Linux kernel mirror (for testing) git.kernel.org/pub/scm/linux/kernel/git/torvalds/linux.git
kernel os linux

net: Rename mono_delivery_time to tstamp_type for scalabilty

mono_delivery_time was added to check if skb->tstamp has delivery
time in mono clock base (i.e. EDT) otherwise skb->tstamp has
timestamp in ingress and delivery_time at egress.

Renaming the bitfield from mono_delivery_time to tstamp_type is for
extensibilty for other timestamps such as userspace timestamp
(i.e.

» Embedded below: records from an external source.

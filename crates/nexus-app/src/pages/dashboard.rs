//! Landing view: greeting, staff badge, community counts, quick actions.

use nexus_core::entities::User;
use nexus_core::filters::{DisputeFilter, PollFilter, ResourceFilter, TestFilter};
use serde::Serialize;

use super::StaffNotice;
use crate::api::NexusApi;
use crate::layout::Route;
use crate::outcome::Outcome;
use crate::session::Session;

const STAFF_BADGE: StaffNotice = StaffNotice {
    title: "Staff Access",
    body: "You have the power to make FINAL decisions on votes and disputes",
};

/// Shortcuts into the creation forms of each page.
pub const QUICK_ACTIONS: [(Route, &str); 4] = [
    (Route::Resources, "Add Resource"),
    (Route::Votes, "Create Vote"),
    (Route::Disputes, "Report Dispute"),
    (Route::Tests, "Share Test"),
];

#[derive(Debug, Clone, Copy, Default, PartialEq, Eq, Serialize)]
pub struct Stats {
    pub resources: usize,
    pub votes: usize,
    pub disputes: usize,
    pub tests: usize,
}

impl Stats {
    /// `(label, value)` pairs in display order.
    #[must_use]
    pub const fn cards(&self) -> [(&'static str, usize); 4] {
        [
            ("Resources", self.resources),
            ("Active Votes", self.votes),
            ("Disputes", self.disputes),
            ("Test Cases", self.tests),
        ]
    }
}

#[derive(Debug, Clone, PartialEq, Eq, Serialize)]
pub struct DashboardView {
    pub welcome: String,
    pub subtitle: &'static str,
    pub staff_badge: Option<StaffNotice>,
    pub stats: Stats,
    pub quick_actions: Vec<(Route, &'static str)>,
}

#[derive(Debug, Default)]
pub struct DashboardPage {
    stats: Stats,
}

impl DashboardPage {
    /// Fetch the four lists concurrently. Counts update only if all four
    /// succeed.
    pub async fn mount<A: NexusApi>(&mut self, session: &mut Session<A>) -> Outcome {
        let resources = ResourceFilter::default();
        let polls = PollFilter::default();
        let disputes = DisputeFilter::default();
        let approved = TestFilter {
            approved_only: true,
            ..TestFilter::default()
        };
        let fetched = tokio::try_join!(
            session.api.list_resources(&resources),
            session.api.list_polls(&polls),
            session.api.list_disputes(&disputes),
            session.api.list_tests(&approved),
        );
        match fetched {
            Ok((resources, polls, disputes, tests)) => {
                self.stats = Stats {
                    resources: resources.len(),
                    votes: polls.len(),
                    disputes: disputes.len(),
                    tests: tests.len(),
                };
                Outcome::Applied
            }
            Err(error) => session.fail("fetch stats", &error),
        }
    }

    #[must_use]
    pub const fn stats(&self) -> Stats {
        self.stats
    }

    #[must_use]
    pub fn view(&self, viewer: Option<&User>) -> DashboardView {
        DashboardView {
            welcome: format!(
                "Welcome back, {}!",
                viewer.map(User::greeting_name).unwrap_or_default()
            ),
            subtitle: "Here's what's happening in the 42Nexus community",
            staff_badge: viewer.is_some_and(User::is_staff).then_some(STAFF_BADGE),
            stats: self.stats,
            quick_actions: QUICK_ACTIONS.to_vec(),
        }
    }
}
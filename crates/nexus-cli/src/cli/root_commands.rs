use clap::Subcommand;

use crate::cli::subcommands::{
    AuthCommands, DisputeCommands, ResourceCommands, TestCommands, VoteCommands,
};

/// Top-level command tree.
#[derive(Clone, Debug, Subcommand)]
pub enum Commands {
    /// Sign in, sign out, inspect the session.
    Auth {
        #[command(subcommand)]
        action: AuthCommands,
    },
    /// Welcome, community counts and quick actions.
    Dashboard,
    /// List curriculum projects.
    Projects,
    /// Resources hub.
    Resources {
        #[command(subcommand)]
        action: ResourceCommands,
    },
    /// Subject-clarification votes.
    Votes {
        #[command(subcommand)]
        action: VoteCommands,
    },
    /// Correction disputes.
    Disputes {
        #[command(subcommand)]
        action: DisputeCommands,
    },
    /// Shared test cases.
    Tests {
        #[command(subcommand)]
        action: TestCommands,
    },
}
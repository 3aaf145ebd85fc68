//! Lenient timestamp decoding.
//!
//! The backend emits RFC 3339 timestamps when the column is timezone-aware and
//! naive ISO timestamps otherwise. Naive values are taken as UTC; anything
//! unparseable becomes `None` instead of failing the whole list.

use chrono::{DateTime, NaiveDateTime, Utc};
use serde::{Deserialize, Deserializer};

pub fn deserialize<'de, D>(deserializer: D) -> Result<Option<DateTime<Utc>>, D::Error>
where
    D: Deserializer<'de>,
{
    let raw: Option<String> = Option::deserialize(deserializer)?;
    Ok(raw.as_deref().and_then(parse))
}

pub fn parse(raw: &str) -> Option<DateTime<Utc>> {
    if let Ok(parsed) = DateTime::parse_from_rfc3339(raw) {
        return Some(parsed.with_timezone(&Utc));
    }
    NaiveDateTime::parse_from_str(raw, "%Y-%m-%dT%H:%M:%S%.f")
        .ok()
        .map(|naive| naive.and_utc())
}
use crate::cli::GlobalFlags;
use crate::cli::root_commands::Commands;
use crate::commands;
use crate::context::AppContext;

/// Dispatch a parsed command to the corresponding handler module.
pub async fn dispatch(
    command: Commands,
    ctx: &mut AppContext,
    flags: &GlobalFlags,
) -> anyhow::Result<()> {
    match command {
        Commands::Auth { action } => commands::auth::handle(&action, ctx, flags).await,
        Commands::Dashboard => commands::dashboard::handle(ctx, flags).await,
        Commands::Projects => commands::projects::handle(ctx, flags).await,
        Commands::Resources { action } => commands::resources::handle(&action, ctx, flags).await,
        Commands::Votes { action } => commands::votes::handle(&action, ctx, flags).await,
        Commands::Disputes { action } => commands::disputes::handle(&action, ctx, flags).await,
        Commands::Tests { action } => commands::tests::handle(&action, ctx, flags).await,
    }
}
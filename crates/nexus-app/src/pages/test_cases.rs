//! Shared test-case repository with staff approval.

use nexus_client::Download;
use nexus_core::entities::{TestCase, User};
use nexus_core::enums::TestLanguage;
use nexus_core::filters::TestFilter;
use nexus_core::forms::{Form, NewTestCase};
use serde::Serialize;

use super::{PageView, STAFF_ONLY, StaffNotice};
use crate::api::NexusApi;
use crate::outcome::Outcome;
use crate::session::Session;

pub const EMPTY_TEXT: &str = "No tests found";

const STAFF_NOTICE: StaffNotice = StaffNotice {
    title: "Staff Controls Available",
    body: "You can approve or reject test submissions",
};

/// Approve/Reject toggle offered to staff.
#[derive(Debug, Clone, Copy, PartialEq, Eq, Serialize)]
pub struct ApprovalAction {
    /// `true` sends `/approve`, `false` sends `/unapprove`.
    pub approve: bool,
    pub label: &'static str,
}

#[derive(Debug, Clone, PartialEq, Eq, Serialize)]
pub struct TestCard {
    pub id: i64,
    pub project_name: String,
    pub is_approved: bool,
    /// `Approved` or `Pending`.
    pub approval_label: &'static str,
    pub title: String,
    pub description: Option<String>,
    pub preview: String,
    pub author: String,
    pub language: String,
    pub downloads: u64,
    pub approval_action: Option<ApprovalAction>,
}

impl TestCard {
    #[must_use]
    pub fn new(test: &TestCase, is_staff: bool) -> Self {
        let approval_action = is_staff.then_some(ApprovalAction {
            approve: !test.is_approved,
            label: if test.is_approved { "Reject" } else { "Approve" },
        });
        Self {
            id: test.id,
            project_name: test.project_name.clone(),
            is_approved: test.is_approved,
            approval_label: if test.is_approved { "Approved" } else { "Pending" },
            title: test.title.clone(),
            description: test.description.clone().filter(|d| !d.is_empty()),
            preview: test.preview(),
            author: test.author.clone(),
            language: test.language.clone(),
            downloads: test.downloads,
            approval_action,
        }
    }
}

/// Name to save a download under: the server's name, else `test_{id}.{ext}`.
#[must_use]
pub fn download_file_name(download: &Download, test_id: i64, language: TestLanguage) -> String {
    download
        .filename
        .clone()
        .unwrap_or_else(|| format!("test_{test_id}.{}", language.extension()))
}

#[derive(Debug)]
pub struct TestsPage {
    pub filter: TestFilter,
    pub form: NewTestCase,
    form_open: bool,
    loading: bool,
    tests: Vec<TestCase>,
}

impl Default for TestsPage {
    fn default() -> Self {
        Self {
            filter: TestFilter::default(),
            form: NewTestCase::default(),
            form_open: false,
            loading: true,
            tests: Vec::new(),
        }
    }
}

impl TestsPage {
    pub async fn mount<A: NexusApi>(&mut self, session: &mut Session<A>) {
        session.projects.fetch_projects(&session.api).await;
        self.refresh(session).await;
    }

    pub async fn refresh<A: NexusApi>(&mut self, session: &mut Session<A>) -> Outcome {
        self.loading = true;
        let outcome = match session.api.list_tests(&self.filter).await {
            Ok(tests) => {
                self.tests = tests;
                Outcome::Applied
            }
            Err(error) => session.fail("fetch tests", &error),
        };
        self.loading = false;
        outcome
    }

    /// Fetch the file, then re-fetch the list so the counter moves.
    ///
    /// # Errors
    ///
    /// The [`Outcome`] of the failed download.
    pub async fn download<A: NexusApi>(
        &mut self,
        session: &mut Session<A>,
        test_id: i64,
    ) -> Result<Download, Outcome> {
        match session.api.download_test(test_id).await {
            Ok(download) => {
                self.refresh(session).await;
                Ok(download)
            }
            Err(error) => Err(session.fail("download", &error)),
        }
    }

    /// Browser variant: hand out the URL to open, then re-fetch.
    pub async fn download_in_browser<A: NexusApi>(
        &mut self,
        session: &mut Session<A>,
        test_id: i64,
    ) -> String {
        let url = session.api.download_url(test_id);
        self.refresh(session).await;
        url
    }

    /// Staff-only approve (`true`) or reject (`false`).
    pub async fn set_approval<A: NexusApi>(
        &mut self,
        session: &mut Session<A>,
        test_id: i64,
        approve: bool,
    ) -> Outcome {
        if !session.is_staff() {
            return Outcome::Invalid(STAFF_ONLY.to_string());
        }
        match session.api.set_test_approval(test_id, approve).await {
            Ok(_) => self.refresh(session).await,
            Err(error) => session.fail("approve", &error),
        }
    }

    pub fn toggle_form(&mut self) {
        self.form_open = !self.form_open;
    }

    #[must_use]
    pub const fn is_form_open(&self) -> bool {
        self.form_open
    }

    pub async fn submit<A: NexusApi>(&mut self, session: &mut Session<A>) -> Outcome {
        if let Err(error) = self.form.validate() {
            return Outcome::Invalid(error.to_string());
        }
        match session.api.create_test(&self.form).await {
            Ok(_) => {
                self.form = NewTestCase::default();
                self.form_open = false;
                self.refresh(session).await
            }
            Err(error) => session.fail("create test", &error),
        }
    }

    #[must_use]
    pub fn tests(&self) -> &[TestCase] {
        &self.tests
    }

    #[must_use]
    pub fn find(&self, test_id: i64) -> Option<&TestCase> {
        self.tests.iter().find(|test| test.id == test_id)
    }

    #[must_use]
    pub fn view(&self, viewer: Option<&User>) -> PageView<TestCard> {
        let is_staff = viewer.is_some_and(User::is_staff);
        PageView::new(
            "Tests Repository",
            is_staff.then_some(STAFF_NOTICE),
            self.loading,
            self.tests.iter().map(|test| TestCard::new(test, is_staff)).collect(),
            EMPTY_TEXT,
        )
    }
}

SO_TXTIME) set via sock opts.

As we are renaming the mono_delivery_time to tstamp_type, it makes
sense to start assigning tstamp_type based on enum defined
in this commit.

Earlier we used bool arg flag to check if the tstamp is mono in
function skb_set_delivery_time, Now the signature of the functions
accepts tstamp_type to distinguish between mono and real time.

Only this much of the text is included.